Ligand-receptor binding and unbinding are fundamental molecular processes, and are particularly essential to drug efficacy, whereas water fluctuations impact the corresponding thermodynamics and kinetics. We develop a variational implicit-solvent model (VISM), a geometrical flow model, to calculate the potential of mean force (PMF) as well as the solute-solvent interfacial structures of dry and wet states for a model ligand-pocket system. We also combine our VISM with the string method for transition paths to obtain the dry-wet transition rates, and conduct two-state Brownian dynamics simulations of the ligand stochastic motion, providing the mean first-passage times for the ligand-pocket binding and unbinding. We find that the dewetting transition around the pocket is slowed down as the ligand approaches the pocket but is peaked suddenly once the ligand enters the pocket. In contrast to binding, the ligand unbinding involves a much larger timescale due to a high energy barrier at the pocket entrance. The dry-wet fluctuation slows down the binding but accelerates the unbinding process.

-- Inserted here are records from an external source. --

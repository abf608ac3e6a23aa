use axum::{
    routing::{get, put},
    Router,
};
use registry::AppRegistry;

use crate::handler::registration::{cancel_registration, show_my_registrations};

pub fn build_registration_routers() -> Router<AppRegistry> {
    let registrations_routers = Router::new()
        .route("/me", get(show_my_registrations))
        .route("/:registration_id/cancel", put(cancel_registration));

    Router::new().nest("/registrations", registrations_routers)
}
use kernel::model::{id::UserId, role::Role, user::User};
use shared::error::AppError;
use sqlx::FromRow;
use std::str::FromStr;

#[derive(FromRow)]
pub struct UserRow {
    pub user_id: UserId,
    pub user_name: String,
    pub email: String,
    pub role_name: String,
}

impl TryFrom<UserRow> for User {
    type Error = AppError;

    fn try_from(value: UserRow) -> Result<Self, Self::Error> {
        let UserRow {
            user_id,
            user_name,
            email,
            role_name,
        } = value;
        Ok(User {
            user_id,
            user_name,
            email,
            role: Role::from_str(&role_name)
                .map_err(|e| AppError::ConversionEntityError(e.to_string()))?,
        })
    }
}

// ログイン検証で使う型
#[derive(FromRow)]
pub struct UserCredentialRow {
    pub user_id: UserId,
    pub password_hash: String,
}
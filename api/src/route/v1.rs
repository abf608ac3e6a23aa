use axum::Router;
use registry::AppRegistry;

use super::{
    auth::build_auth_routers, dashboard::build_dashboard_routers, event::build_event_routers,
    health::build_health_check_routers, registration::build_registration_routers,
    user::build_user_routers,
};

pub fn routes() -> Router<AppRegistry> {
    let router = Router::new()
        .merge(build_health_check_routers())
        .merge(build_auth_routers())
        .merge(build_user_routers())
        .merge(build_event_routers())
        .merge(build_registration_routers())
        .merge(build_dashboard_routers());

    Router::new().nest("/api/v1", router)
}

Without any explicit description of individual water molecules, our predictions are in a very good, qualitative and semi-quantitative, agreement with existing explicit-water molecular dynamics simulations, providing a promising step in further efficient studies of the ligand-receptor binding/unbinding kinetics. This is joint work with Shenggao Zhou, R. Gregor Weiss, Li-Tien Cheng, Joachim Dzubiella, and J. Andrew McCammon. 

About the Speaker

Bo Li received his Ph.D. in mathematics and MS in mechanics from University of Minnesota in 1996. He did a postdoc at UCLA and was an assistant professor at the University of Maryland. Since 2004, he has been an associate and then full professor of mathematics at UC San Diego. His research interests include scientific computing and numerical analysis, and applied aspects of partial differential equations and stochastic processes, with application to materials science, continuum physics, and more recently biological physics and computational biology.